I learned some interesting things while researching this blog entry. For instance, the Latin term ad libitum means "at one's pleasure" and is the source of the term "ad lib."

And I discovered that lab rats undergo something called "rapid decapitation" when it's time to check the results of an experiment.

What I did not learn was that high fructose corn syrup (HFCS) causes obesity in humans.

Princeton University recently circulated an article announcing a study, which was conducted by researchers in its psychology department and Neuroscience Institute and published in the journal "Pharmacology, Biochemistry and Behavior." In short, the study found that rats who consumed lots of HFCS became obese. So, the authors conclude, "Translated to humans, these results suggest that excessive consumption of HFCS may contribute to the incidence of obesity."

As might have been expected, the HFCS industry quickly responded, with the Corn Refiners Association pointing out several flaws in the study that undercut its conclusions.

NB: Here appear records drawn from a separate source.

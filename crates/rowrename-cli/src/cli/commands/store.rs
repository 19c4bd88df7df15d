//! `rowrename store` – manage the local file store.

use anyhow::Result;
use rowrename_core::config::RowRenameConfig;
use rowrename_core::local_store::LocalFileStore;
use std::path::{Path, PathBuf};

use super::files_dir;

pub fn run_store_add(cfg: &RowRenameConfig, path: &Path, files: Option<PathBuf>) -> Result<()> {
    let mut store = LocalFileStore::open_at(&files_dir(cfg, files)?)?;
    let id = store.add(path)?;
    println!("{}", id);
    Ok(())
}

pub fn run_store_list(cfg: &RowRenameConfig, files: Option<PathBuf>) -> Result<()> {
    let store = LocalFileStore::open_at(&files_dir(cfg, files)?)?;
    let mut any = false;
    for (id, name) in store.entries() {
        if !any {
            println!("{:<34} {}", "ID", "NAME");
            any = true;
        }
        println!("{:<34} {}", id, name);
    }
    if !any {
        println!("No files in store {}.", store.dir().display());
    }
    Ok(())
}
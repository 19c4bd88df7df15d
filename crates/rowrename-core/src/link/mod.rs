//! Link resolution and file identifier extraction.
//!
//! A link cell can hold a plain URL, rich text whose display label differs from
//! its hyperlink target, several links in one cell, or a whole-cell hyperlink.
//! [`resolve_link`] picks the single best candidate URL; [`extract_file_id`]
//! pulls the opaque file token out of whatever URL shape it is.

mod file_id;
mod resolve;

pub use file_id::{extract_file_id, FileId, MIN_FILE_ID_LEN};
pub use resolve::resolve_link;
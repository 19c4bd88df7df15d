//! Logging init: file under XDG state dir, or graceful fallback to stderr.

use anyhow::Result;
use std::fs;
use std::io;
use std::path::PathBuf;
use tracing_subscriber::fmt::writer::BoxMakeWriter;
use tracing_subscriber::fmt::MakeWriter;
use tracing_subscriber::EnvFilter;

const DEFAULT_FILTER: &str = "info,rowrename=debug,rowrename_core=debug";

/// Writer that is either the log file or stderr (used when the file handle cannot be cloned).
enum FileOrStderr {
    File(fs::File),
    Stderr,
}

impl io::Write for FileOrStderr {
    fn write(&mut self, buf: &[u8]) -> io::Result<usize> {
        match self {
            FileOrStderr::File(f) => f.write(buf),
            FileOrStderr::Stderr => io::stderr().lock().write(buf),
        }
    }

    fn flush(&mut self) -> io::Result<()> {
        match self {
            FileOrStderr::File(f) => f.flush(),
            FileOrStderr::Stderr => io::stderr().lock().flush(),
        }
    }
}

struct FileMakeWriter(fs::File);

impl<'a> MakeWriter<'a> for FileMakeWriter {
    type Writer = FileOrStderr;

    fn make_writer(&'a self) -> Self::Writer {
        self.0
            .try_clone()
            .map(FileOrStderr::File)
            .unwrap_or(FileOrStderr::Stderr)
    }
}

fn env_filter() -> EnvFilter {
    EnvFilter::try_from_default_env().unwrap_or_else(|_| EnvFilter::new(DEFAULT_FILTER))
}

/// Path of the log file: `~/.local/state/rowrename/rowrename.log`.
pub fn log_path() -> Result<PathBuf> {
    let xdg_dirs = xdg::BaseDirectories::with_prefix("rowrename")?;
    Ok(xdg_dirs.get_state_home().join("rowrename.log"))
}

/// Initialize structured logging to the XDG state log file.
/// On failure (e.g. log dir unwritable), returns Err so the caller can fall back to stderr.
pub fn init_logging() -> Result<()> {
    let log_file_path = log_path()?;
    if let Some(parent) = log_file_path.parent() {
        fs::create_dir_all(parent)?;
    }

    let file = fs::OpenOptions::new()
        .create(true)
        .append(true)
        .open(&log_file_path)?;

    tracing_subscriber::fmt()
        .with_env_filter(env_filter())
        .with_writer(BoxMakeWriter::new(FileMakeWriter(file)))
        .with_ansi(false)
        .try_init()
        .map_err(|e| anyhow::anyhow!("install log subscriber: {}", e))?;

    tracing::info!("rowrename logging initialized at {}", log_file_path.display());

    Ok(())
}

/// Initialize logging to stderr only. Use when [`init_logging`] fails so the CLI keeps running.
pub fn init_logging_stderr() {
    let _ = tracing_subscriber::fmt()
        .with_env_filter(env_filter())
        .with_writer(io::stderr)
        .try_init();
}
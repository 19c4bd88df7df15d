//! File identifier extraction from URLs.

use regex::Regex;
use std::fmt;
use std::sync::OnceLock;

/// Shortest token accepted as a file identifier.
pub const MIN_FILE_ID_LEN: usize = 25;

/// Opaque token addressing one external file.
#[derive(Debug, Clone, PartialEq, Eq, Hash)]
pub struct FileId(String);

impl FileId {
    pub fn new(id: impl Into<String>) -> Self {
        FileId(id.into())
    }

    pub fn as_str(&self) -> &str {
        &self.0
    }
}

impl fmt::Display for FileId {
    fn fmt(&self, f: &mut fmt::Formatter<'_>) -> fmt::Result {
        f.write_str(&self.0)
    }
}

fn file_id_pattern() -> &'static Regex {
    static PATTERN: OnceLock<Regex> = OnceLock::new();
    PATTERN.get_or_init(|| {
        Regex::new(&format!("[A-Za-z0-9_-]{{{},}}", MIN_FILE_ID_LEN)).expect("file id pattern")
    })
}

/// Returns the first run of at least [`MIN_FILE_ID_LEN`] characters from
/// `[A-Za-z0-9_-]` in `url`, or `None`.
///
/// No URL shape is parsed, so open/view/edit/download/shortcut links all work.
/// When a URL carries two qualifying runs (e.g. a redirect wrapper), the first
/// one wins even if it is not the file.
pub fn extract_file_id(url: &str) -> Option<FileId> {
    file_id_pattern()
        .find(url)
        .map(|m| FileId::new(m.as_str()))
}
//! Failures after an edit has passed the filter.

use thiserror::Error;

use crate::host::StoreError;

/// Everything that can stop a row from being renamed. Each variant leaves the
/// row armed so the user can fix it and re-trigger.
#[derive(Debug, Error)]
pub enum RenameError {
    /// Link or new name missing; detected before any external call.
    #[error("Drive Link or New Name is empty.")]
    EmptyInput,
    /// The resolved link has no file-id-shaped token.
    #[error("Invalid Google Drive link.")]
    InvalidLink,
    /// Resolution or rename failed in the file store.
    #[error(transparent)]
    Store(#[from] StoreError),
}

/// Coarse taxonomy of [`RenameError`].
#[derive(Debug, Clone, Copy, PartialEq, Eq)]
pub enum ErrorKind {
    Validation,
    Extraction,
    External,
}

impl RenameError {
    pub fn kind(&self) -> ErrorKind {
        match self {
            RenameError::EmptyInput => ErrorKind::Validation,
            RenameError::InvalidLink => ErrorKind::Extraction,
            RenameError::Store(_) => ErrorKind::External,
        }
    }

    /// Text written to the status cell.
    pub fn status_message(&self) -> String {
        format!("ERROR: {}", self)
    }
}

Translating the study's reported rat intakes to human proportions, the calories gained from high fructose corn syrup would be equivalent to about 3000 kcal/day all from that single source. In comparison, adult humans consume about 2,000 calories per day from all dietary sources. Such intake levels for the study animals would be the equivalent of humans drinking a total of 20 cans of 12 ounce sodas per day - a highly unrealistic amount. Moreover, the researchers concluded that the rats gained more weight from high fructose corn syrup than they would have from sugar, yet the researchers had no proper basis for drawing this conclusion since they failed to provide sucrose controls for part of the study's short-term experiments and no sucrose controls whatsoever were present in any of the long-term experiments.

But others with less direct interest in the outcome have voiced criticism, too, most notably Marion Nestle, a professor in the Department of Nutrition, Food Studies and Public Health at New York University and author of the Food Politics blog. In her entry about the study, she writes

I can hardly believe that Princeton sent out a press release yesterday announcing the results of this rat study. The press release says: "Rats with access to high-fructose corn syrup gained significantly more weight than those with access to table sugar, even when their overall caloric intake was the same."
How they came to these conclusions is beyond me.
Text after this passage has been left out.